George Seaver, in Nicolas Berdyaev – An Introduction to His Thought (1950), makes a number of remarks that offer themselves as apropos of The Philosophy of Inequality even though they do not specifically address that title. “Every attribute of a man,” as Seaver writes in summary of his subject, “such as soul or reason or bones or flesh, is something that he holds in common with other men – but not Personality; this alone is not a common denominator, since it is not the attribute of a man; it is the man himself.” Berdyaev argues, according plausibly to Seaver’s reading, that any reduction of man to the merely empirical, which happens as soon as the transcendental references pass under deletion, results in destruction of the only part of man that truly constitutes him as man. “All the doctrines of sociology,” Seaver writes, “are erroneous because they are based on a false estimate of man, namely as an object among other objects; as a member of society which is itself an impersonal object and a theoretical abstraction.” As Seaver reads Berdyaev, “in the political sphere, the extreme as well as the most logical outcome of organized society is the totalitarian state in which citizens, like machines, are mass-produced.” Berdyaev himself later expressed ambiguous feelings about Inequality. Perhaps it struck him as too rhetorical, on the grandiose model of Maistre’s St. Petersburg Dialogues. In his Essay in Autobiography (Opus Posthumous 1950), he confesses that “the only thing about the book which I am not prepared to recant is the fact that it was written out of an intense concern for freedom over against the spiritual – rather than social – egalitarianism let loose by the Revolution and the reign of the ‘common man’ and the ‘collective mind.’” Time has vindicated Inequality over its author’s latter-day doubts.
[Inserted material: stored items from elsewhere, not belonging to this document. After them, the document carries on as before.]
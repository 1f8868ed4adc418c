//! Loading and saving the status line configuration document.

use std::path::Path;

use tracing::warn;

use crate::domain::{AppError, StatuslineConfig};
use crate::ports::ReporterPort;
use crate::services::settings_store::{self, ReadOutcome};

/// Load the stored configuration, falling back to defaults when absent or unreadable.
pub fn load_or_default(path: &Path, reporter: &impl ReporterPort) -> StatuslineConfig {
    let reason = match settings_store::read_json(path) {
        ReadOutcome::Absent => return StatuslineConfig::default(),
        ReadOutcome::Found(value) => match serde_json::from_value::<StatuslineConfig>(value) {
            Ok(config) => match config.colors.validate() {
                Ok(()) => return config,
                Err(err) => err.to_string(),
            },
            Err(err) => err.to_string(),
        },
        ReadOutcome::Corrupt(reason) => reason,
    };
    warn!(path = %path.display(), %reason, "ignoring unreadable configuration");
    reporter.warn(&format!("Configuration at {} is unreadable; using defaults", path.display()));
    StatuslineConfig::default()
}

/// Load a configuration the user pointed at explicitly; any problem is fatal.
pub fn load_explicit(path: &Path) -> Result<StatuslineConfig, AppError> {
    let value = match settings_store::read_json(path) {
        ReadOutcome::Found(value) => value,
        ReadOutcome::Absent => {
            return Err(AppError::config_error(format!(
                "Configuration file not found: {}",
                path.display()
            )));
        }
        ReadOutcome::Corrupt(reason) => {
            return Err(AppError::config_error(format!(
                "Invalid configuration file {}: {}",
                path.display(),
                reason
            )));
        }
    };
    let config: StatuslineConfig = serde_json::from_value(value).map_err(|err| {
        AppError::config_error(format!("Invalid configuration file {}: {}", path.display(), err))
    })?;
    config.colors.validate()?;
    Ok(config)
}

/// Persist the configuration, replacing any previous document.
pub fn save(path: &Path, config: &StatuslineConfig) -> Result<(), AppError> {
    settings_store::write_json(path, config)
}
//! JSON document persistence with backup-before-overwrite.

use std::fs;
use std::io;
use std::path::{Path, PathBuf};

use chrono::{Local, NaiveDateTime};
use serde::Serialize;
use serde_json::Value;
use tracing::{debug, info};

use crate::domain::AppError;
use crate::domain::paths::BACKUP_INFIX;

/// Timestamp suffix appended to backup file names.
const BACKUP_TIMESTAMP_FORMAT: &str = "%Y%m%d_%H%M%S";

/// Result of reading a JSON document.
#[derive(Debug, Clone, PartialEq)]
pub enum ReadOutcome {
    Found(Value),
    /// The file does not exist.
    Absent,
    /// The file exists but could not be read or parsed.
    Corrupt(String),
}

/// Read a JSON document without ever failing.
pub fn read_json(path: &Path) -> ReadOutcome {
    let content = match fs::read_to_string(path) {
        Ok(content) => content,
        Err(err) if err.kind() == io::ErrorKind::NotFound => return ReadOutcome::Absent,
        Err(err) => return ReadOutcome::Corrupt(err.to_string()),
    };
    match serde_json::from_str(&content) {
        Ok(value) => ReadOutcome::Found(value),
        Err(err) => {
            debug!(path = %path.display(), error = %err, "unparseable JSON document");
            ReadOutcome::Corrupt(err.to_string())
        }
    }
}

/// Write a JSON document with two-space indentation, creating parent directories.
pub fn write_json<T: Serialize + ?Sized>(path: &Path, document: &T) -> Result<(), AppError> {
    if let Some(parent) = path.parent() {
        fs::create_dir_all(parent)?;
    }
    let mut content = serde_json::to_string_pretty(document)?;
    content.push('\n');
    fs::write(path, content)?;
    debug!(path = %path.display(), "wrote JSON document");
    Ok(())
}

/// Snapshot `path` next to itself, stamped with the current local time.
///
/// Returns the backup path even when there was nothing to copy.
pub fn create_backup(path: &Path) -> Result<PathBuf, AppError> {
    create_backup_at(path, Local::now().naive_local())
}

/// Snapshot `path` using an explicit timestamp.
pub fn create_backup_at(path: &Path, now: NaiveDateTime) -> Result<PathBuf, AppError> {
    let base = format!(
        "{}{}{}",
        path.display(),
        BACKUP_INFIX,
        now.format(BACKUP_TIMESTAMP_FORMAT)
    );
    let mut backup = PathBuf::from(&base);

    if !path.exists() {
        return Ok(backup);
    }

    let mut attempt = 1;
    while backup.exists() {
        backup = PathBuf::from(format!("{}-{}", base, attempt));
        attempt += 1;
    }

    fs::copy(path, &backup)?;
    info!(source = %path.display(), backup = %backup.display(), "created backup");
    Ok(backup)
}

/// Backups of `path`, newest first.
pub fn list_backups(path: &Path) -> Result<Vec<PathBuf>, AppError> {
    let (Some(dir), Some(name)) = (path.parent(), path.file_name()) else {
        return Ok(Vec::new());
    };
    let prefix = format!("{}{}", name.to_string_lossy(), BACKUP_INFIX);

    let entries = match fs::read_dir(dir) {
        Ok(entries) => entries,
        Err(err) if err.kind() == io::ErrorKind::NotFound => return Ok(Vec::new()),
        Err(err) => return Err(err.into()),
    };

    let mut backups = Vec::new();
    for entry in entries {
        let entry = entry?;
        if !entry.file_type()?.is_file() {
            continue;
        }
        let file_name = entry.file_name().to_string_lossy().into_owned();
        if let Some(suffix) = file_name.strip_prefix(&prefix) {
            backups.push((backup_order(suffix), entry.path()));
        }
    }
    backups.sort_by(|a, b| b.0.cmp(&a.0));
    Ok(backups.into_iter().map(|(_, path)| path).collect())
}

/// Sort key for a backup suffix: the timestamp, then the numeric collision counter.
fn backup_order(suffix: &str) -> (String, u32) {
    match suffix.rsplit_once('-') {
        Some((stamp, counter)) => match counter.parse() {
            Ok(counter) => (stamp.to_string(), counter),
            Err(_) => (suffix.to_string(), 0),
        },
        None => (suffix.to_string(), 0),
    }
}

/// Replace `target` wholesale with the bytes of `backup`.
pub fn restore_backup(backup: &Path, target: &Path) -> Result<(), AppError> {
    if let Some(parent) = target.parent() {
        fs::create_dir_all(parent)?;
    }
    fs::copy(backup, target)?;
    info!(backup = %backup.display(), target = %target.display(), "restored backup");
    Ok(())
}

/// Delete a file, reporting whether it existed.
pub fn remove_if_exists(path: &Path) -> Result<bool, AppError> {
    match fs::remove_file(path) {
        Ok(()) => {
            info!(path = %path.display(), "removed file");
            Ok(true)
        }
        Err(err) if err.kind() == io::ErrorKind::NotFound => Ok(false),
        Err(err) => Err(err.into()),
    }
}

#[cfg(test)]
mod tests {
    use super::*;
    use chrono::NaiveDate;
    use serde_json::json;
    use tempfile::tempdir;

    fn timestamp(second: u32) -> NaiveDateTime {
        NaiveDate::from_ymd_opt(2024, 1, 15).unwrap().and_hms_opt(10, 30, second).unwrap()
    }

    #[test]
    fn read_distinguishes_absent_and_corrupt() {
        let temp = tempdir().unwrap();
        let path = temp.path().join("settings.json");

        assert_eq!(read_json(&path), ReadOutcome::Absent);

        fs::write(&path, "{ not json").unwrap();
        assert!(matches!(read_json(&path), ReadOutcome::Corrupt(_)));

        fs::write(&path, r#"{"a": 1}"#).unwrap();
        assert_eq!(read_json(&path), ReadOutcome::Found(json!({ "a": 1 })));
    }

    #[test]
    fn write_creates_parent_directories_and_pretty_prints() {
        let temp = tempdir().unwrap();
        let path = temp.path().join("nested/dir/settings.json");

        write_json(&path, &json!({ "a": { "b": true } })).unwrap();

        let content = fs::read_to_string(&path).unwrap();
        assert_eq!(content, "{\n  \"a\": {\n    \"b\": true\n  }\n}\n");
    }

    #[test]
    fn backup_of_absent_file_returns_path_without_copying() {
        let temp = tempdir().unwrap();
        let path = temp.path().join("settings.json");

        let backup = create_backup_at(&path, timestamp(45)).unwrap();

        assert_eq!(
            backup.file_name().unwrap().to_string_lossy(),
            "settings.json.backup.20240115_103045"
        );
        assert!(!backup.exists());
    }

    #[test]
    fn backup_copies_bytes_and_leaves_original_untouched() {
        let temp = tempdir().unwrap();
        let path = temp.path().join("settings.json");
        let original = "{\"keep\":   \"spacing\"}";
        fs::write(&path, original).unwrap();

        let backup = create_backup_at(&path, timestamp(1)).unwrap();

        assert_eq!(fs::read_to_string(&backup).unwrap(), original);
        assert_eq!(fs::read_to_string(&path).unwrap(), original);
    }

    #[test]
    fn backups_in_same_second_do_not_overwrite() {
        let temp = tempdir().unwrap();
        let path = temp.path().join("settings.json");
        fs::write(&path, "first").unwrap();
        let first = create_backup_at(&path, timestamp(7)).unwrap();

        fs::write(&path, "second").unwrap();
        let second = create_backup_at(&path, timestamp(7)).unwrap();

        assert_ne!(first, second);
        assert!(second.to_string_lossy().ends_with("_103007-1"));
        assert_eq!(fs::read_to_string(&first).unwrap(), "first");
        assert_eq!(fs::read_to_string(&second).unwrap(), "second");
    }

    #[test]
    fn list_backups_matches_prefix_newest_first() {
        let temp = tempdir().unwrap();
        let path = temp.path().join("settings.json");
        fs::write(&path, "{}").unwrap();
        create_backup_at(&path, timestamp(1)).unwrap();
        create_backup_at(&path, timestamp(2)).unwrap();
        fs::write(temp.path().join("other.json.backup.20240115_103003"), "{}").unwrap();

        let backups = list_backups(&path).unwrap();

        let names: Vec<String> =
            backups.iter().map(|p| p.file_name().unwrap().to_string_lossy().into()).collect();
        assert_eq!(
            names,
            ["settings.json.backup.20240115_103002", "settings.json.backup.20240115_103001"]
        );
    }

    #[test]
    fn list_backups_orders_collision_counters_numerically() {
        let temp = tempdir().unwrap();
        let path = temp.path().join("settings.json");
        fs::write(&path, "{}").unwrap();
        create_backup_at(&path, timestamp(8)).unwrap();
        for _ in 0..12 {
            create_backup_at(&path, timestamp(9)).unwrap();
        }

        let backups = list_backups(&path).unwrap();

        let names: Vec<String> =
            backups.iter().map(|p| p.file_name().unwrap().to_string_lossy().into()).collect();
        assert_eq!(names.len(), 13);
        assert_eq!(names[0], "settings.json.backup.20240115_103009-11");
        assert_eq!(names[1], "settings.json.backup.20240115_103009-10");
        assert_eq!(names[10], "settings.json.backup.20240115_103009-1");
        assert_eq!(names[11], "settings.json.backup.20240115_103009");
        assert_eq!(names[12], "settings.json.backup.20240115_103008");
    }

    #[test]
    fn list_backups_in_missing_directory_is_empty() {
        let temp = tempdir().unwrap();
        let path = temp.path().join("missing/settings.json");

        assert!(list_backups(&path).unwrap().is_empty());
    }

    #[test]
    fn restore_overwrites_target_wholesale() {
        let temp = tempdir().unwrap();
        let path = temp.path().join("settings.json");
        fs::write(&path, r#"{"old": true}"#).unwrap();
        let backup = create_backup_at(&path, timestamp(9)).unwrap();
        fs::write(&path, r#"{"new": true}"#).unwrap();

        restore_backup(&backup, &path).unwrap();

        assert_eq!(fs::read_to_string(&path).unwrap(), r#"{"old": true}"#);
    }

    #[test]
    fn remove_reports_whether_file_existed() {
        let temp = tempdir().unwrap();
        let path = temp.path().join("config.json");
        fs::write(&path, "{}").unwrap();

        assert!(remove_if_exists(&path).unwrap());
        assert!(!remove_if_exists(&path).unwrap());
    }
}
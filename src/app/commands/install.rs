//! Install workflow: dependencies, backup, script, settings, self-test.

use std::path::PathBuf;

use serde_json::{Value, json};
use tracing::{info, warn};

use crate::app::AppContext;
use crate::app::config;
use crate::domain::settings::merge_status_line;
use crate::domain::{AppError, StatusLineCommand, StatuslineConfig, SystemInfo, Tool};
use crate::ports::{CommandRunnerPort, PrompterPort, ReporterPort};
use crate::services::dependency_installer;
use crate::services::environment_probe::probe_platform;
use crate::services::script_generator::{self, SEGMENT_GLYPHS};
use crate::services::settings_store::{self, ReadOutcome};

#[derive(Debug, Clone, Default)]
pub struct InstallOptions {
    /// Reinstall without asking when a script already exists.
    pub force: bool,
    /// Configuration document to take colors from instead of the stored one.
    pub config: Option<PathBuf>,
}

#[derive(Debug, Clone, PartialEq, Eq)]
pub enum InstallOutcome {
    Cancelled,
    Installed(InstallReport),
}

#[derive(Debug, Clone, PartialEq, Eq)]
pub struct InstallReport {
    /// Packages installed during this run, in installation order.
    pub installed: Vec<String>,
    /// Snapshot of the settings taken before they were modified.
    pub backup: Option<PathBuf>,
    pub config_created: bool,
    /// Whether the cost tool is available after installation.
    pub cost_tracking: bool,
    pub self_test: SelfTest,
}

#[derive(Debug, Clone, PartialEq, Eq)]
pub enum SelfTest {
    Passed,
    Failed(String),
}

pub fn execute<C, P, R>(
    ctx: &AppContext<C, P, R>,
    options: &InstallOptions,
) -> Result<InstallOutcome, AppError>
where
    C: CommandRunnerPort,
    P: PrompterPort,
    R: ReporterPort,
{
    let reporter = ctx.reporter();
    let paths = ctx.paths();

    reporter.step("Checking system requirements...");
    let system = probe_platform(ctx.platform(), ctx.commands());
    if !system.is_macos {
        return Err(AppError::UnsupportedPlatform { platform: system.platform });
    }
    reporter.success("Running on macOS");

    if paths.script.exists() && !options.force {
        let proceed =
            ctx.prompter().confirm("Status line already installed. Continue anyway?", false)?;
        if proceed != Some(true) {
            reporter.info("Installation cancelled");
            return Ok(InstallOutcome::Cancelled);
        }
    }

    let config = load_config(ctx, options)?;

    reporter.step("Installing dependencies...");
    let (installed, cost_tracking) = ensure_dependencies(ctx, &system)?;

    let backup = if paths.settings.exists() {
        reporter.step("Creating backup...");
        let backup = settings_store::create_backup(&paths.settings)?;
        reporter.success(&format!("Settings backed up to {}", paths.display(&backup)));
        Some(backup)
    } else {
        None
    };

    let config_created = !paths.config.exists();
    if config_created {
        config::save(&paths.config, &config)?;
    }

    reporter.step("Creating status line script...");
    script_generator::generate(&paths.script, &config.colors)?;
    reporter.success("Status line script created");

    reporter.step("Updating Claude Code settings...");
    let document = match settings_store::read_json(&paths.settings) {
        ReadOutcome::Found(document) => document,
        ReadOutcome::Absent => json!({}),
        ReadOutcome::Corrupt(reason) => {
            warn!(%reason, "replacing unreadable settings document");
            reporter.warn("Existing settings could not be parsed; starting from an empty document");
            Value::Object(Default::default())
        }
    };
    let merged = merge_status_line(document, &StatusLineCommand::command(paths.script_command()));
    settings_store::write_json(&paths.settings, &merged)?;
    reporter.success("Claude Code settings updated");

    reporter.step("Testing installation...");
    let self_test = self_test(ctx);
    match &self_test {
        SelfTest::Passed => reporter.success("Installation test passed"),
        SelfTest::Failed(reason) => reporter.warn(&format!("Test warning: {}", reason)),
    }

    info!(installed = ?installed, "installation finished");
    Ok(InstallOutcome::Installed(InstallReport {
        installed,
        backup,
        config_created,
        cost_tracking,
        self_test,
    }))
}

fn load_config<C, P, R>(
    ctx: &AppContext<C, P, R>,
    options: &InstallOptions,
) -> Result<StatuslineConfig, AppError>
where
    C: CommandRunnerPort,
    P: PrompterPort,
    R: ReporterPort,
{
    match &options.config {
        Some(path) => config::load_explicit(path),
        None => Ok(config::load_or_default(&ctx.paths().config, ctx.reporter())),
    }
}

/// Install missing tools; returns the packages installed and whether cost tracking works.
fn ensure_dependencies<C, P, R>(
    ctx: &AppContext<C, P, R>,
    system: &SystemInfo,
) -> Result<(Vec<String>, bool), AppError>
where
    C: CommandRunnerPort,
    P: PrompterPort,
    R: ReporterPort,
{
    let runner = ctx.commands();
    let reporter = ctx.reporter();
    let mut installed = Vec::new();

    if system.homebrew {
        reporter.success("Homebrew already installed");
    } else {
        reporter.step("Installing Homebrew...");
        dependency_installer::install_homebrew(runner)?;
        reporter.success("Homebrew installed");
        installed.push(Tool::Homebrew.display_name().to_string());
    }

    if system.jq {
        reporter.success("jq already installed");
    } else {
        reporter.step("Installing jq...");
        dependency_installer::install_with_brew(runner, Tool::Jq.program())?;
        reporter.success("jq installed");
        installed.push(Tool::Jq.display_name().to_string());
    }

    let cost_tracking = if system.ccusage {
        reporter.success("ccusage already installed");
        true
    } else {
        reporter.step("Installing ccusage for cost tracking...");
        match dependency_installer::install_with_brew(runner, Tool::Ccusage.program()) {
            Ok(()) => {
                reporter.success("ccusage installed");
                installed.push(Tool::Ccusage.display_name().to_string());
                true
            }
            Err(err) => {
                warn!(error = %err, "ccusage installation failed");
                reporter.warn("Failed to install ccusage - cost tracking will show N/A");
                reporter.detail("You can install it manually later: brew install ccusage");
                false
            }
        }
    };

    Ok((installed, cost_tracking))
}

fn self_test<C, P, R>(ctx: &AppContext<C, P, R>) -> SelfTest
where
    C: CommandRunnerPort,
    P: PrompterPort,
    R: ReporterPort,
{
    if !ctx.commands().resolve(Tool::Jq.program()) {
        return SelfTest::Failed("jq not found".to_string());
    }

    let output = match script_generator::run_sample(ctx.commands(), &ctx.paths().script) {
        Ok(output) => output,
        Err(err) => return SelfTest::Failed(err.to_string()),
    };
    if output.timed_out {
        return SelfTest::Failed(format!(
            "script did not finish within {}s",
            script_generator::SAMPLE_TIMEOUT.as_secs()
        ));
    }

    let [time, model, ..] = SEGMENT_GLYPHS;
    if output.stdout.contains(time) && output.stdout.contains(model) {
        SelfTest::Passed
    } else {
        SelfTest::Failed("Script output format incorrect".to_string())
    }
}
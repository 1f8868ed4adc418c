pub mod adapters;
pub mod dependency_installer;
pub mod environment_probe;
pub mod script_generator;
pub mod settings_store;

pub use adapters::{ConsoleReporter, DialoguerPrompter, ProcessCommandRunner};
pub use settings_store::ReadOutcome;
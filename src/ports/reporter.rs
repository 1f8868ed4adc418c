/// Port for step-by-step progress shown to the user.
pub trait ReporterPort {
    /// A step is starting.
    fn step(&self, message: &str);

    /// A step finished successfully.
    fn success(&self, message: &str);

    fn info(&self, message: &str);

    /// Non-fatal problem; the workflow continues.
    fn warn(&self, message: &str);

    fn error(&self, message: &str);

    /// Secondary detail line (verbose output, file listings).
    fn detail(&self, message: &str);
}
use std::io;

use thiserror::Error;

/// Library-wide error type for claude-status operations.
#[derive(Debug, Error)]
pub enum AppError {
    /// Underlying I/O failure.
    #[error(transparent)]
    Io(#[from] io::Error),

    /// JSON serialization failure.
    #[error("JSON error: {0}")]
    Json(#[from] serde_json::Error),

    /// Configuration or environment issue.
    #[error("{0}")]
    Configuration(String),

    /// The invoking user's home directory could not be determined.
    #[error("Could not determine the home directory")]
    HomeDirectoryUnavailable,

    /// The host operating system is not supported.
    #[error("This tool is designed for macOS only (detected '{platform}')")]
    UnsupportedPlatform { platform: String },

    /// External command could not be spawned or exited unsuccessfully.
    #[error("Command '{command}' failed: {details}")]
    CommandFailed { command: String, details: String },

    /// A mandatory dependency could not be installed.
    #[error("Failed to install {package}: {details}")]
    DependencyInstall { package: String, details: String },

    /// Interactive prompt failed.
    #[error("Prompt failed: {0}")]
    Prompt(String),

    /// Color code does not look like an ANSI escape sequence.
    #[error("Invalid color code '{0}': must start with \\033[ and contain no single quotes")]
    InvalidColor(String),

    /// Status line script template could not be rendered.
    #[error("Failed to render status line template: {0}")]
    Template(String),
}

impl AppError {
    pub fn config_error<S: Into<String>>(message: S) -> Self {
        AppError::Configuration(message.into())
    }

    /// Provide an `io::ErrorKind`-like view for callers expecting legacy behavior.
    pub fn kind(&self) -> io::ErrorKind {
        match self {
            AppError::Io(err) => err.kind(),
            AppError::Json(_) | AppError::Template(_) => io::ErrorKind::InvalidData,
            AppError::Configuration(_) | AppError::InvalidColor(_) => io::ErrorKind::InvalidInput,
            AppError::HomeDirectoryUnavailable => io::ErrorKind::NotFound,
            AppError::UnsupportedPlatform { .. } => io::ErrorKind::Unsupported,
            AppError::CommandFailed { .. }
            | AppError::DependencyInstall { .. }
            | AppError::Prompt(_) => io::ErrorKind::Other,
        }
    }
}
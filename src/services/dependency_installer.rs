//! Homebrew bootstrap and package installation.

use std::path::Path;

use tracing::{debug, info};

use crate::domain::{AppError, Tool};
use crate::ports::{CommandRequest, CommandRunnerPort};

/// Official Homebrew bootstrap, run through `bash -c`.
const HOMEBREW_INSTALL_SCRIPT: &str = r#"/bin/bash -c "$(curl -fsSL https://raw.githubusercontent.com/Homebrew/install/HEAD/install.sh)""#;

/// Where the Homebrew installer places `brew` (Apple Silicon, then Intel).
pub const BREW_LOCATIONS: [&str; 2] = ["/opt/homebrew/bin/brew", "/usr/local/bin/brew"];

/// Install Homebrew and make `brew` resolvable for the rest of this process.
pub fn install_homebrew(runner: &impl CommandRunnerPort) -> Result<(), AppError> {
    runner.run_attached("bash", &["-c", HOMEBREW_INSTALL_SCRIPT]).map_err(|err| {
        AppError::DependencyInstall {
            package: Tool::Homebrew.display_name().to_string(),
            details: err.to_string(),
        }
    })?;

    for location in BREW_LOCATIONS {
        let probe = runner.run(&CommandRequest::new(location, &["--version"]));
        match probe {
            Ok(output) if output.success() => {
                if let Some(dir) = Path::new(location).parent() {
                    runner.extend_search_path(dir);
                }
                info!(location, "homebrew available");
                return Ok(());
            }
            _ => debug!(location, "brew not found at candidate location"),
        }
    }
    Ok(())
}

/// `brew install <package>` with the terminal attached.
pub fn install_with_brew(runner: &impl CommandRunnerPort, package: &str) -> Result<(), AppError> {
    runner.run_attached(Tool::Homebrew.program(), &["install", package]).map_err(|err| {
        AppError::DependencyInstall { package: package.to_string(), details: err.to_string() }
    })
}
mod fake_command_runner;
mod recording_reporter;
mod scripted_prompter;

pub use fake_command_runner::FakeCommandRunner;
pub use recording_reporter::RecordingReporter;
pub use scripted_prompter::{Answer, ScriptedPrompter};

use tempfile::TempDir;

use crate::app::AppContext;
use crate::domain::StatuslinePaths;

pub type TestContext = AppContext<FakeCommandRunner, ScriptedPrompter, RecordingReporter>;

/// Context on macOS with an isolated home, the given tools and scripted answers.
pub fn test_context(tools: &[&str], answers: Vec<Answer>) -> (TempDir, TestContext) {
    let home = TempDir::new().expect("Failed to create temp home");
    let ctx = AppContext::new(
        StatuslinePaths::for_home(home.path()),
        FakeCommandRunner::with_tools(tools),
        ScriptedPrompter::new(answers),
        RecordingReporter::new(),
    )
    .with_platform("macos");
    (home, ctx)
}
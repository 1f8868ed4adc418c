//! Rules for the single key this tool owns in the host settings document.

use serde::{Deserialize, Serialize};
use serde_json::{Map, Value, json};

use super::paths::SCRIPT_FILE;

/// Settings key holding the status line descriptor.
pub const STATUS_LINE_KEY: &str = "statusLine";

/// `statusLine` descriptor: `{ "type": "command", "command": "..." }`.
#[derive(Debug, Clone, PartialEq, Eq, Serialize, Deserialize)]
pub struct StatusLineCommand {
    #[serde(rename = "type")]
    pub kind: String,
    pub command: String,
}

impl StatusLineCommand {
    pub fn command(command: impl Into<String>) -> Self {
        Self { kind: "command".to_string(), command: command.into() }
    }

    /// True when the descriptor runs the generated status line script.
    pub fn targets_generated_script(&self) -> bool {
        self.kind == "command" && self.command.contains(SCRIPT_FILE)
    }
}

/// Set `statusLine` on a settings document, keeping every other key.
///
/// A document that is not a JSON object is replaced by a fresh object.
pub fn merge_status_line(document: Value, descriptor: &StatusLineCommand) -> Value {
    let mut object = match document {
        Value::Object(map) => map,
        _ => Map::new(),
    };
    object.insert(
        STATUS_LINE_KEY.to_string(),
        json!({ "type": descriptor.kind, "command": descriptor.command }),
    );
    Value::Object(object)
}

/// Delete `statusLine`, returning whether it was present.
pub fn remove_status_line(document: &mut Value) -> bool {
    document.as_object_mut().and_then(|map| map.shift_remove(STATUS_LINE_KEY)).is_some()
}

/// Read the `statusLine` descriptor, if it has the expected shape.
pub fn status_line_of(document: &Value) -> Option<StatusLineCommand> {
    document.get(STATUS_LINE_KEY).and_then(|value| serde_json::from_value(value.clone()).ok())
}
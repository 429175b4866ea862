//! Controller harness over a virtual serial device

use super::{read_timeout, test_timeout};
use serialplot_rs::transport::{VirtualDevice, VirtualPort};
use serialplot_rs::{PipelineConfig, PipelineController, PipelineEvent, SerialSettings};
use std::time::{Duration, Instant};

/// Settings for the virtual port
pub fn virtual_settings() -> SerialSettings {
    SerialSettings::new("virtual0", 115200).with_timeout(read_timeout())
}

/// A controller wired to a virtual device
pub fn virtual_controller(config: PipelineConfig) -> (PipelineController, VirtualDevice) {
    let (port, device) = VirtualPort::pair();
    let controller =
        PipelineController::new(config, Box::new(port)).expect("Failed to create controller");
    (controller, device)
}

/// Poll until an event matches `pred`, returning every event seen
pub fn wait_for_event(
    controller: &mut PipelineController,
    pred: impl Fn(&PipelineEvent) -> bool,
) -> Vec<PipelineEvent> {
    let deadline = Instant::now() + test_timeout();
    let mut seen = Vec::new();
    while Instant::now() < deadline {
        let events = controller.poll_events();
        let found = events.iter().any(&pred);
        seen.extend(events);
        if found {
            return seen;
        }
        std::thread::sleep(Duration::from_millis(5));
    }
    panic!("Timed out waiting for event, saw {:?}", seen);
}

/// Spin until `cond` holds
pub fn wait_until(mut cond: impl FnMut() -> bool) {
    let deadline = Instant::now() + test_timeout();
    while !cond() {
        assert!(Instant::now() < deadline, "Timed out waiting for condition");
        std::thread::sleep(Duration::from_millis(5));
    }
}

pub fn is_connected(event: &PipelineEvent) -> bool {
    matches!(
        event,
        PipelineEvent::ConnectionStatus { success: true, state, .. } if state.is_connected()
    )
}

/// Start recording and wait for the connection to open
pub fn start_and_wait(controller: &mut PipelineController, settings: SerialSettings) {
    controller
        .start_recording(settings)
        .expect("Failed to start recording");
    wait_for_event(controller, is_connected);
}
II. Spirit and Reality. In the Essay in Autobiography, Berdyaev categorizes Spirit and Reality as belonging, with Solitude and Society and Slavery and Freedom, to “the most radical and revolutionary” of his books. In retrospect and despite Berdyaev, the earlier Inequality might well take its place in the same category. Father Stephen, its translator, characterizes Inequality as the book in which the fully mature Berdyaev first appears. What of Spirit and Reality? In Chapter I, “The Reality of Spirit – Spirit and Being,” Berdyaev begins by remarking the tendency in modernity to reject the very idea of spirit or, at best, to envision spirit as “an epiphenomenon,” say, of a biological origin, even though “no adequate explanation has ever been offered of this process.” (James Reavey’s translation) At the level of philosophy the modern thinker “glosses over the real difficulties by attributing to matter all the qualities inherent in spirit – namely, reason, freedom, energy.” This is true even of Henri Bergson’s Vitalism, Berdyaev argues, which subordinates the person to the élan vital. All of these modern tendencies try to make of spirit an object among other objects that might then be studied as science studies the phenomena of the external world or nature. Spirit defies direct perception, but it is not a Ding an Sich. Intuition accesses spirit through symbolization, but Berdyaev detects therein a danger. The investigator, having symbolized spirit, tends towards externalizing and thus also towards objectifying the symbols, which he then mistakes for the real thing and places erroneously in nature. Spirit absolutely resists objectification; no power can externalize it. Then again, while “spirit is revealed in the subject,” and only in the subject, spirit is other than subjective in the usual, jejune meaning of that term. As Berdyaev puts it, “Pure spirituality exists independently of the intellectual opposition of subject and object.” Spirit consists in “a reality of another kind, an immeasurably greater one, a more primal one.”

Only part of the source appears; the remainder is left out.